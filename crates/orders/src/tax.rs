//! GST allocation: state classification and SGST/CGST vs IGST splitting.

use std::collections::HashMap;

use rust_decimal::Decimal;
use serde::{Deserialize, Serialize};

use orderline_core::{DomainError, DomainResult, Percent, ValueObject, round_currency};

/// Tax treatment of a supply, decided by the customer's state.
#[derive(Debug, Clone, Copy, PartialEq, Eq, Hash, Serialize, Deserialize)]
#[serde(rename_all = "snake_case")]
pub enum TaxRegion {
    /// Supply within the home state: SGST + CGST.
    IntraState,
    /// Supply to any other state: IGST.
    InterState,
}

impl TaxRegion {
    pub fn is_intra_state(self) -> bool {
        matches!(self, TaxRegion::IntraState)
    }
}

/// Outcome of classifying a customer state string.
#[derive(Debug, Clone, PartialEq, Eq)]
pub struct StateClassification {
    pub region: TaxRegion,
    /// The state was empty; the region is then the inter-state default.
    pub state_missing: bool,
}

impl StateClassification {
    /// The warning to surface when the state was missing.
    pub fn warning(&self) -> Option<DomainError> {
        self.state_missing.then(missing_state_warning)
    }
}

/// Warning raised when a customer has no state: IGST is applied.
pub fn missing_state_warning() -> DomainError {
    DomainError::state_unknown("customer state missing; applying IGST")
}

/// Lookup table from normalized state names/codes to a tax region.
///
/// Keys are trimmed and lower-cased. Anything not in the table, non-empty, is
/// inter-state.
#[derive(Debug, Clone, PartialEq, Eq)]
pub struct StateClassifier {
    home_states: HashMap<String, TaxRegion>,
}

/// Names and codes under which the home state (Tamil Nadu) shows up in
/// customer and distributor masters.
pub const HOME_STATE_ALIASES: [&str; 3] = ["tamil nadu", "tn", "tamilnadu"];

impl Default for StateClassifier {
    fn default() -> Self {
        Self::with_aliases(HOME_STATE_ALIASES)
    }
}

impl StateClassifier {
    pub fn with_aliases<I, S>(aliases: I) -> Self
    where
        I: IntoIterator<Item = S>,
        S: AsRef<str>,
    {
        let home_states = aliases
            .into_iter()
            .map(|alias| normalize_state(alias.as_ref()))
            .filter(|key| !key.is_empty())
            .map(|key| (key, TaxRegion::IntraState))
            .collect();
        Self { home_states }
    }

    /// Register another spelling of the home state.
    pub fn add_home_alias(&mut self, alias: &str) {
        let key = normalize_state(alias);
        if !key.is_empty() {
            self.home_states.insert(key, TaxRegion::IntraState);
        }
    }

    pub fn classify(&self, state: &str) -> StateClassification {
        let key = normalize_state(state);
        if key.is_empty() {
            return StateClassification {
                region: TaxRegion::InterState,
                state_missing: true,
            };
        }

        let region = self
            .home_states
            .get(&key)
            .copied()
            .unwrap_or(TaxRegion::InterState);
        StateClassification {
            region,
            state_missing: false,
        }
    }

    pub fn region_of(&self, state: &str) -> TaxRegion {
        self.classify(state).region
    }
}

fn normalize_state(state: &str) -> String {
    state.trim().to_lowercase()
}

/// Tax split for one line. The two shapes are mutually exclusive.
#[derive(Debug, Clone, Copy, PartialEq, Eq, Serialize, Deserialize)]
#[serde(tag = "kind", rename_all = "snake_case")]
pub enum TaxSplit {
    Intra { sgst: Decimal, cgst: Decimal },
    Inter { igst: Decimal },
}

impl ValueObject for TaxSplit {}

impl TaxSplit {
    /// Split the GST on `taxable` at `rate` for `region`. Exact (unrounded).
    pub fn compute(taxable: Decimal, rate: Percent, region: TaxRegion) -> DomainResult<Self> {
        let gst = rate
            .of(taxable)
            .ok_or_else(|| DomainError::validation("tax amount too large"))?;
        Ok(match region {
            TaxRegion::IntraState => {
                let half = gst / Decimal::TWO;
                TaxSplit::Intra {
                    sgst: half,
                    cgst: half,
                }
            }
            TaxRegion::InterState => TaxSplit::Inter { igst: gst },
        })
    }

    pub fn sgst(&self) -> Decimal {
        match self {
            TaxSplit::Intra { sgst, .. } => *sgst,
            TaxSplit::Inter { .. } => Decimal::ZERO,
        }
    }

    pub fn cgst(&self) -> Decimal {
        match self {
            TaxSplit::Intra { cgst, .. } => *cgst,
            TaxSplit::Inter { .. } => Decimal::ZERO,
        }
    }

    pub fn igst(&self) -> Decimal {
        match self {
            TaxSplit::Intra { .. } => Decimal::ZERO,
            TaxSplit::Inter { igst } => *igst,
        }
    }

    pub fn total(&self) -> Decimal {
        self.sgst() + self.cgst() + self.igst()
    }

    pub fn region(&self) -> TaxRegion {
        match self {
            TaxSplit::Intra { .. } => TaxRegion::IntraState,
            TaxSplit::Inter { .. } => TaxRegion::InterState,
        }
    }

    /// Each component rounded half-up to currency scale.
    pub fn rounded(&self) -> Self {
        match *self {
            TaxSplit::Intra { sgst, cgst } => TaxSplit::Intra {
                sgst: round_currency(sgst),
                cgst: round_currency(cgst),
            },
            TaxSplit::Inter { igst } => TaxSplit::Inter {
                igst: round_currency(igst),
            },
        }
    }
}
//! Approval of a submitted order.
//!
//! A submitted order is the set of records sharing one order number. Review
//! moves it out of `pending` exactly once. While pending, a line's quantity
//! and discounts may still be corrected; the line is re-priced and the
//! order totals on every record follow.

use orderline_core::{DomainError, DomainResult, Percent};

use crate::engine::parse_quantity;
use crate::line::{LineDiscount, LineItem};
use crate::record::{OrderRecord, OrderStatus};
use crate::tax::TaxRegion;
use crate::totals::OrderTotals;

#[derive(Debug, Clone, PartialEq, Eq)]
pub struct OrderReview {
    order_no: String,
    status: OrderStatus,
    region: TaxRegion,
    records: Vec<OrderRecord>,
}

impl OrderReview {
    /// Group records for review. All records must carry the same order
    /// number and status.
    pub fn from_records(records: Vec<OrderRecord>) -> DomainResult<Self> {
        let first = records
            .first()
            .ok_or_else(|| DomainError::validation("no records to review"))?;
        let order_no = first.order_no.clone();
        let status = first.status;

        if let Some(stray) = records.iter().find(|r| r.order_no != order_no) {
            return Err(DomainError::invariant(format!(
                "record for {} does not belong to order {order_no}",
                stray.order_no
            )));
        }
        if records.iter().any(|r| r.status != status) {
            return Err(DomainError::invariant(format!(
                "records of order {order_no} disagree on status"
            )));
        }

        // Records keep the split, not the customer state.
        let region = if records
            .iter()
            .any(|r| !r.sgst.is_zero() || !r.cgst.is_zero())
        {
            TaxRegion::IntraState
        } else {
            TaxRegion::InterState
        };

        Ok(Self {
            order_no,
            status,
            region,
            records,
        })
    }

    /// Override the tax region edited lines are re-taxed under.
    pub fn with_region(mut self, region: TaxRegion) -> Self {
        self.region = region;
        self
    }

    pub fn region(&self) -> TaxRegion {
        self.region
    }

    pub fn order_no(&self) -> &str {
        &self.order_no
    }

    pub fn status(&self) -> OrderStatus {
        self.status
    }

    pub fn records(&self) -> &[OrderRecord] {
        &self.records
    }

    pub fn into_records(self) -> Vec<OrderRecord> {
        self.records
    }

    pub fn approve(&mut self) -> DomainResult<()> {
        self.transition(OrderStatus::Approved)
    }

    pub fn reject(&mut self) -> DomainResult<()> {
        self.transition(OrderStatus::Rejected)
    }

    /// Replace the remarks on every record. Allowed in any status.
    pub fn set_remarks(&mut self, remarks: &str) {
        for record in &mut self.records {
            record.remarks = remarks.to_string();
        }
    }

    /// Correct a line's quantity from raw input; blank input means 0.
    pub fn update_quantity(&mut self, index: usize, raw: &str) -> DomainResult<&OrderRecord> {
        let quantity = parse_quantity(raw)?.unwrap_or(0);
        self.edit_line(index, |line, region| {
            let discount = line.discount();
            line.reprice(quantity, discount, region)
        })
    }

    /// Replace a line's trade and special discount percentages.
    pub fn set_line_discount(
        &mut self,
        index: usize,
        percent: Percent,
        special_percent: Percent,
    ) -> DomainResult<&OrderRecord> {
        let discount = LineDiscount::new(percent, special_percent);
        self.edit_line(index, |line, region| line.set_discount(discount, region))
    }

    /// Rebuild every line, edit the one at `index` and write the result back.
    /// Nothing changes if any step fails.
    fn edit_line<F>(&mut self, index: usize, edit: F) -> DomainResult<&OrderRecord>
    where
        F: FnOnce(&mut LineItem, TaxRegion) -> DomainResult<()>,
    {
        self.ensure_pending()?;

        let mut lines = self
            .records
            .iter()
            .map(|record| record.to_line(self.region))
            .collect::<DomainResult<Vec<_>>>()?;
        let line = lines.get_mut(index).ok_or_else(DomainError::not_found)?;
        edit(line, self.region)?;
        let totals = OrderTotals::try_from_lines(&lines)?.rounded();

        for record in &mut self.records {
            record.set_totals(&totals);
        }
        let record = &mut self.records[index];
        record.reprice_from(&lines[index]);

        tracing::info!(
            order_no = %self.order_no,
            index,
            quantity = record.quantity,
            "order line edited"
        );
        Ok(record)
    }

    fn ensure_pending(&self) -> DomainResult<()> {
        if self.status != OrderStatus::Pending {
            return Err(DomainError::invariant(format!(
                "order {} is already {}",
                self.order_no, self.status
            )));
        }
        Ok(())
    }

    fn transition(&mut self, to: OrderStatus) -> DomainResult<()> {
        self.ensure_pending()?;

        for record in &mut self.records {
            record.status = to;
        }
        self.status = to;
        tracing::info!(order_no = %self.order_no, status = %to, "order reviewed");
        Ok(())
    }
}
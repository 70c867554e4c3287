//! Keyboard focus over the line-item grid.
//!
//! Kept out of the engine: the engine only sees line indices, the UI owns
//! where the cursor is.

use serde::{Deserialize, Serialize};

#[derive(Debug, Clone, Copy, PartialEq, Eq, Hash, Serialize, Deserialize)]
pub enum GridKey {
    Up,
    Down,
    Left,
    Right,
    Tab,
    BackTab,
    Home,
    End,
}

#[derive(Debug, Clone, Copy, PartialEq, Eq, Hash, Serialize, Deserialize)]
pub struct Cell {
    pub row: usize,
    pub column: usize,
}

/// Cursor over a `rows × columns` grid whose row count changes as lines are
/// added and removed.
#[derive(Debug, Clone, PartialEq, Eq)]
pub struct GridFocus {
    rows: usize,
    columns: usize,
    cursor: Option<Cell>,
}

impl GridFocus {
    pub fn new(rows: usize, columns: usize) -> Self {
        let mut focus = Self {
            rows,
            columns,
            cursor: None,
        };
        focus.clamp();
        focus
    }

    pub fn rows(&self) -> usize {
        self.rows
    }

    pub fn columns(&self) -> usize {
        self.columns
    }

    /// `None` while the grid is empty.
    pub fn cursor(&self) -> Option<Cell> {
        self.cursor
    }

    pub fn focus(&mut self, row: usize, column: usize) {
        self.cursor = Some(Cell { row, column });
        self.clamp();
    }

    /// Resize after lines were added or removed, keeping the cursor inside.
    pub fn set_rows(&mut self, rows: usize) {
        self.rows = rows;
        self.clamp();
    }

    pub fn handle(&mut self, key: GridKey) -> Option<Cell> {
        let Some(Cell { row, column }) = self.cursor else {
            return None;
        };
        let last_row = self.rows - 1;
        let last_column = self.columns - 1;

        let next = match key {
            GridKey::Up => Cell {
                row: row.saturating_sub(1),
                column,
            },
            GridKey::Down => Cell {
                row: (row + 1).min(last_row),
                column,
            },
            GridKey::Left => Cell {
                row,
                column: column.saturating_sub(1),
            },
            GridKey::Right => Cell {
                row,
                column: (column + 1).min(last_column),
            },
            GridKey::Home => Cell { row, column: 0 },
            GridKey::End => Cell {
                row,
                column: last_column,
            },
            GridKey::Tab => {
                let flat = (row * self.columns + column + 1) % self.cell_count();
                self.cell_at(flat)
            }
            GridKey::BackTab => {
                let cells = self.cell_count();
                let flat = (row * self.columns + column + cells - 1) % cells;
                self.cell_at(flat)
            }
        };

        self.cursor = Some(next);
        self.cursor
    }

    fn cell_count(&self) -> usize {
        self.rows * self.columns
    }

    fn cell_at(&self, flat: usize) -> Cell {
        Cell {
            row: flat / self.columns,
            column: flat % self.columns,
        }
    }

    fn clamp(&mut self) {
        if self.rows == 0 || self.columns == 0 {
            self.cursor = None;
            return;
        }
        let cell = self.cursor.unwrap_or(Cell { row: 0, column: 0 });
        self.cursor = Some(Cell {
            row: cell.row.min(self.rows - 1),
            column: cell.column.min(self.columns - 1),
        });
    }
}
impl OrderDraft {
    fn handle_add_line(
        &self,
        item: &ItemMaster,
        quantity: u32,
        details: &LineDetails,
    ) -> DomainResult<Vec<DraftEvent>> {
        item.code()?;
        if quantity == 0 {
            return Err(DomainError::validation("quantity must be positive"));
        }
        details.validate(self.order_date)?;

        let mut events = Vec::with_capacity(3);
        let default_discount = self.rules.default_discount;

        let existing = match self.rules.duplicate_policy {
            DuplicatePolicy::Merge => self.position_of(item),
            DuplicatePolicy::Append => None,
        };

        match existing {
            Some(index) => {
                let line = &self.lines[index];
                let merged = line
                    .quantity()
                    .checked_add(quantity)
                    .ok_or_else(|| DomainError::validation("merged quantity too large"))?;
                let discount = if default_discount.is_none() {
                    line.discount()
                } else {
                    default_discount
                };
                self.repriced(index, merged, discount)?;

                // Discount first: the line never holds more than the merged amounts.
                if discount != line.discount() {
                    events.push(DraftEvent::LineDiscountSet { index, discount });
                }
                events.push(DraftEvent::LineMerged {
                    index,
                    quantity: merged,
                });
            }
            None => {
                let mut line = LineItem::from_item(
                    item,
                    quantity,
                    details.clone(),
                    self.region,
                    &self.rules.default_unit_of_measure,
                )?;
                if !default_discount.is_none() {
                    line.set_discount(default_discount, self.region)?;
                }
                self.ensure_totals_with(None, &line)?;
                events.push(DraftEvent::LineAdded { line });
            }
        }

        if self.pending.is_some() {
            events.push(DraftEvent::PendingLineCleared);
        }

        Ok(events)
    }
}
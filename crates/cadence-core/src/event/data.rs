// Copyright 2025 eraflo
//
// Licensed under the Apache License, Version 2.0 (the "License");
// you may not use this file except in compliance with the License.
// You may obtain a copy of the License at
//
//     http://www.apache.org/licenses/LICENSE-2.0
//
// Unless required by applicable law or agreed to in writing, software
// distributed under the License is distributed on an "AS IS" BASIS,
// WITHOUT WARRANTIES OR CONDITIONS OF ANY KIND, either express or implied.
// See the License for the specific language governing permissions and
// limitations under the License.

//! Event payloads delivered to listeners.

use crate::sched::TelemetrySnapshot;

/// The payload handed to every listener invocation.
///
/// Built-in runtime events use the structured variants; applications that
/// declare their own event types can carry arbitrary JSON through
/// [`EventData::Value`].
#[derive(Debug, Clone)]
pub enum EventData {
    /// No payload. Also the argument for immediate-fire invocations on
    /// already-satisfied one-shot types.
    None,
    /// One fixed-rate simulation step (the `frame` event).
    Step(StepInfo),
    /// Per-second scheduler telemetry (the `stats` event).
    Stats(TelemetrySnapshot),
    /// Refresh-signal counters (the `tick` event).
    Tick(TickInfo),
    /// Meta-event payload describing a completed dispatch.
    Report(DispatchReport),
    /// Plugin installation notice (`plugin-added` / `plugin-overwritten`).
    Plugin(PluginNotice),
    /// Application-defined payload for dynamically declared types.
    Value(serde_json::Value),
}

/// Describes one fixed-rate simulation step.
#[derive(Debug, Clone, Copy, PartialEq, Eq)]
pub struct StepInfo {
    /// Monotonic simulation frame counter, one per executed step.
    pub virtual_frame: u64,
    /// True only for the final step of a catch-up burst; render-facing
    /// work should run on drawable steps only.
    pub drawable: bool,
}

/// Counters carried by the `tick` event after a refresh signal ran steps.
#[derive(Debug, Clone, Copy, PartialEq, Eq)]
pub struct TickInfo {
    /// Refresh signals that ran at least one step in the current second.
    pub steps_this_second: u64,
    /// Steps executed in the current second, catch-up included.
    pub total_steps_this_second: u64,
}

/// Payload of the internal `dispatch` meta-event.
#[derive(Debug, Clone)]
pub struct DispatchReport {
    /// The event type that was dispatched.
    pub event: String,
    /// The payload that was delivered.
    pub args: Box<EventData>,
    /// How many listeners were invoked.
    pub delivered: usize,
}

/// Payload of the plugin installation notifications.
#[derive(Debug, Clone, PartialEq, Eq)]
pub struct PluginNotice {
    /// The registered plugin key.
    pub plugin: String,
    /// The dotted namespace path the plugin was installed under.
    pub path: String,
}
——————
• _Directions for this task_
The lines above from the one containing "pub fn is_intra_state(self)" through the one containing "and distributor masters." are to be set down exactly, and no others.

• _Result for this task_
    pub fn is_intra_state(self) -> bool {
        matches!(self, TaxRegion::IntraState)
    }
}

/// Outcome of classifying a customer state string.
#[derive(Debug, Clone, PartialEq, Eq)]
pub struct StateClassification {
    pub region: TaxRegion,
    /// The state was empty; the region is then the inter-state default.
    pub state_missing: bool,
}

impl StateClassification {
    /// The warning to surface when the state was missing.
    pub fn warning(&self) -> Option<DomainError> {
        self.state_missing.then(missing_state_warning)
    }
}

/// Warning raised when a customer has no state: IGST is applied.
pub fn missing_state_warning() -> DomainError {
    DomainError::state_unknown("customer state missing; applying IGST")
}

/// Lookup table from normalized state names/codes to a tax region.
///
/// Keys are trimmed and lower-cased. Anything not in the table, non-empty, is
/// inter-state.
#[derive(Debug, Clone, PartialEq, Eq)]
pub struct StateClassifier {
    home_states: HashMap<String, TaxRegion>,
}

/// Names and codes under which the home state (Tamil Nadu) shows up in
/// customer and distributor masters.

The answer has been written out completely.